* _ABOUT THIS TASK_:
Exactly reproduce each entry, leaving out nothing.

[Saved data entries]
::::::

async fn run_command(app: &mut Playground, command: Command) -> Result<(), String> {
    let session = &mut app.session;
    match command {
        Command::Send(text) => match session.send(&text).await {
            TurnOutcome::Ignored => {}
            TurnOutcome::Single(Some(reply)) => {
                print_message(&reply);
                print_usage(session);
            }
            TurnOutcome::Single(None) => println!("<discarded>"),
            TurnOutcome::Compare(replies) => print_replies(&replies),
        },
        Command::Compare => {
            let cmp = session.enter_compare();
            println!(
                "compare mode: left={} right={}",
                cmp.left().sampling.model,
                cmp.right().sampling.model
            );
        }
        Command::Single => {
            if session.exit_compare().is_none() {
                println!("not in compare mode");
            }
        }
        Command::Sync(target) => {
            let cmp = session.compare_mut().ok_or("not in compare mode")?;
            cmp.sync(target);
            print_transcript(target.as_str(), &cmp.column(target).conversation);
        }
        Command::Move(from) => {
            let cmp = session.compare_mut().ok_or("not in compare mode")?;
            cmp.move_from(from);
            let to = from.other();
            print_transcript(to.as_str(), &cmp.column(to).conversation);
        }
        Command::Clear(None) => session.clear(),
        Command::Clear(Some(side)) => session.compare_mut().ok_or("not in compare mode")?.clear(side),
        Command::Model(model, side) => {
            let column = session.column_mut(side).ok_or("not in compare mode")?;
            column.sampling.model = model;
        }
        Command::System(side, text) => {
            session.column_mut(side).ok_or("not in compare mode")?.system_message = text;
        }
        Command::Show(side) => {
            let label = side.map_or("main", |s| s.as_str());
            let column = session.column_mut(side).ok_or("not in compare mode")?;
            print_transcript(label, &column.conversation);
        }
        Command::Delete(id, side) => edit_message(session, side, id, |c| c.remove(id))?,
        Command::Dislike(id, side) => edit_message(session, side, id, |c| c.toggle_dislike(id))?,
        Command::Json(id, side) => edit_message(session, side, id, |c| c.toggle_json_view(id))?,
        Command::Attach(id, name, side) => {
            if !session.attach_function(side, id, &name) {
                return Err(format!("cannot attach '{name}' to {id}; see /functions and /show"));
            }
            println!("attached {name} to {id}");
        }
        Command::Respond(id, side, text) => {
            edit_message(session, side, id, |c| c.update_function_response(id, &text))?;
        }
        Command::Call(id, side) => match session.send_function_result(side, id).await {
            Some(reply) => print_message(&reply),
            None => println!("nothing sent; attach a function to {id} first"),
        },
        Command::GenerateSystem(prompt) => match session.generate_system_message(&prompt).await {
            Ok(Some(text)) => println!("system message: {text}"),
            Ok(None) => println!("nothing to generate"),
            Err(e) => return Err(e.to_string()),
        },
        Command::GenerateFunction(description) => match session.generate_function(&description).await {
            Ok(Some(function)) => println!("added {}\n{}", function.name, function.json_definition),
            Ok(None) => println!("nothing to generate"),
            Err(e) => return Err(e.to_string()),
        },
        Command::Functions => {
            if session.main().functions.is_empty() {
                session.load_examples().map_err(|e| e.to_string())?;
            }
            for function in session.main().functions.iter() {
                println!("{}", function.name);
            }
        }
        Command::Code(side) => {
            let column = session.column_mut(side).ok_or("not in compare mode")?;
            let code = serde_json::to_string_pretty(&column.code_snapshot()).map_err(|e| e.to_string())?;
            println!("{code}");
        }
        Command::Models => {
            let list = session.list_models().await.map_err(|e| e.to_string())?;
            for model in list.data {
                println!("{}", model.id);
            }
        }
        Command::History => {
            for (day, entries) in session.history().grouped_by_date() {
                println!("{day}");
                for entry in entries {
                    println!("  {} {}", entry.ts.with_timezone(&chrono::Local).format("%H:%M"), entry.summary());
                }
            }
        }
        Command::Export(path) => {
            let path = path.unwrap_or_else(default_export_path);
            session.history().export_to(&path).map_err(|e| e.to_string())?;
            println!("history written to {}", path.display());
        }
        Command::Save => {
            app.config.sampling = app.session.main().sampling.clone();
            app.config.session.system_message = app.session.main().system_message.clone();
            save_config(&app.config).map_err(|e| e.to_string())?;
            println!("settings saved");
        }
        Command::Help => println!("{HELP}"),
        Command::Quit => {}
    }
    Ok(())
}

#[tokio::main]
async fn main() {
    playground::init_tracing();

    let mut app = match playground::bootstrap() {
        Ok(app) => app,
        Err(e) => {
            tracing::error!(error = %e, "failed to start");
            std::process::exit(1);
        }
    };
    tracing::info!(
        active = app.registry.active_name(),
        providers = ?app.registry.list_names(),
        "playground ready"
    );
    println!("{HELP}");

    let mut lines = BufReader::new(tokio::io::stdin()).lines();
    loop {
        let line = match lines.next_line().await {
            Ok(Some(line)) => line,
            Ok(None) => break,
            Err(e) => {
                tracing::error!(error = %e, "failed to read stdin");
                break;
            }
        };
        let command = match parse_command(line.trim_end()) {
            Ok(command) => command,
            Err(msg) => {
                println!("{msg}");
                continue;
            }
        };
        if command == Command::Quit {
            break;
        }
        if let Err(msg) = run_command(&mut app, command).await {
            println!("error: {msg}");
        }
    }
}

::::::

* _EXPECTED ANSWER_:
async fn run_command(app: &mut Playground, command: Command) -> Result<(), String> {
    let session = &mut app.session;
    match command {
        Command::Send(text) => match session.send(&text).await {
            TurnOutcome::Ignored => {}
            TurnOutcome::Single(Some(reply)) => {
                print_message(&reply);
                print_usage(session);
            }
            TurnOutcome::Single(None) => println!("<discarded>"),
            TurnOutcome::Compare(replies) => print_replies(&replies),
        },
        Command::Compare => {
            let cmp = session.enter_compare();
            println!(
                "compare mode: left={} right={}",
                cmp.left().sampling.model,
                cmp.right().sampling.model
            );
        }
        Command::Single => {
            if session.exit_compare().is_none() {
                println!("not in compare mode");
            }
        }
        Command::Sync(target) => {
            let cmp = session.compare_mut().ok_or("not in compare mode")?;
            cmp.sync(target);
            print_transcript(target.as_str(), &cmp.column(target).conversation);
        }
        Command::Move(from) => {
            let cmp = session.compare_mut().ok_or("not in compare mode")?;
            cmp.move_from(from);
            let to = from.other();
            print_transcript(to.as_str(), &cmp.column(to).conversation);
        }
        Command::Clear(None) => session.clear(),
        Command::Clear(Some(side)) => session.compare_mut().ok_or("not in compare mode")?.clear(side),
        Command::Model(model, side) => {
            let column = session.column_mut(side).ok_or("not in compare mode")?;
            column.sampling.model = model;
        }
        Command::System(side, text) => {
            session.column_mut(side).ok_or("not in compare mode")?.system_message = text;
        }
        Command::Show(side) => {
            let label = side.map_or("main", |s| s.as_str());
            let column = session.column_mut(side).ok_or("not in compare mode")?;
            print_transcript(label, &column.conversation);
        }
        Command::Delete(id, side) => edit_message(session, side, id, |c| c.remove(id))?,
        Command::Dislike(id, side) => edit_message(session, side, id, |c| c.toggle_dislike(id))?,
        Command::Json(id, side) => edit_message(session, side, id, |c| c.toggle_json_view(id))?,
        Command::Attach(id, name, side) => {
            if !session.attach_function(side, id, &name) {
                return Err(format!("cannot attach '{name}' to {id}; see /functions and /show"));
            }
            println!("attached {name} to {id}");
        }
        Command::Respond(id, side, text) => {
            edit_message(session, side, id, |c| c.update_function_response(id, &text))?;
        }
        Command::Call(id, side) => match session.send_function_result(side, id).await {
            Some(reply) => print_message(&reply),
            None => println!("nothing sent; attach a function to {id} first"),
        },
        Command::GenerateSystem(prompt) => match session.generate_system_message(&prompt).await {
            Ok(Some(text)) => println!("system message: {text}"),
            Ok(None) => println!("nothing to generate"),
            Err(e) => return Err(e.to_string()),
        },
        Command::GenerateFunction(description) => match session.generate_function(&description).await {
            Ok(Some(function)) => println!("added {}\n{}", function.name, function.json_definition),
            Ok(None) => println!("nothing to generate"),
            Err(e) => return Err(e.to_string()),
        },
        Command::Functions => {
            if session.main().functions.is_empty() {
                session.load_examples().map_err(|e| e.to_string())?;
            }
            for function in session.main().functions.iter() {
                println!("{}", function.name);
            }
        }
        Command::Code(side) => {
            let column = session.column_mut(side).ok_or("not in compare mode")?;
            let code = serde_json::to_string_pretty(&column.code_snapshot()).map_err(|e| e.to_string())?;
            println!("{code}");
        }
        Command::Models => {
            let list = session.list_models().await.map_err(|e| e.to_string())?;
            for model in list.data {
                println!("{}", model.id);
            }
        }
        Command::History => {
            for (day, entries) in session.history().grouped_by_date() {
                println!("{day}");
                for entry in entries {
                    println!("  {} {}", entry.ts.with_timezone(&chrono::Local).format("%H:%M"), entry.summary());
                }
            }
        }
        Command::Export(path) => {
            let path = path.unwrap_or_else(default_export_path);
            session.history().export_to(&path).map_err(|e| e.to_string())?;
            println!("history written to {}", path.display());
        }
        Command::Save => {
            app.config.sampling = app.session.main().sampling.clone();
            app.config.session.system_message = app.session.main().system_message.clone();
            save_config(&app.config).map_err(|e| e.to_string())?;
            println!("settings saved");
        }
        Command::Help => println!("{HELP}"),
        Command::Quit => {}
    }
    Ok(())
}

#[tokio::main]
async fn main() {
    playground::init_tracing();

    let mut app = match playground::bootstrap() {
        Ok(app) => app,
        Err(e) => {
            tracing::error!(error = %e, "failed to start");
            std::process::exit(1);
        }
    };
    tracing::info!(
        active = app.registry.active_name(),
        providers = ?app.registry.list_names(),
        "playground ready"
    );
    println!("{HELP}");

    let mut lines = BufReader::new(tokio::io::stdin()).lines();
    loop {
        let line = match lines.next_line().await {
            Ok(Some(line)) => line,
            Ok(None) => break,
            Err(e) => {
                tracing::error!(error = %e, "failed to read stdin");
                break;
            }
        };
        let command = match parse_command(line.trim_end()) {
            Ok(command) => command,
            Err(msg) => {
                println!("{msg}");
                continue;
            }
        };
        if command == Command::Quit {
            break;
        }
        if let Err(msg) = run_command(&mut app, command).await {
            println!("error: {msg}");
        }
    }
}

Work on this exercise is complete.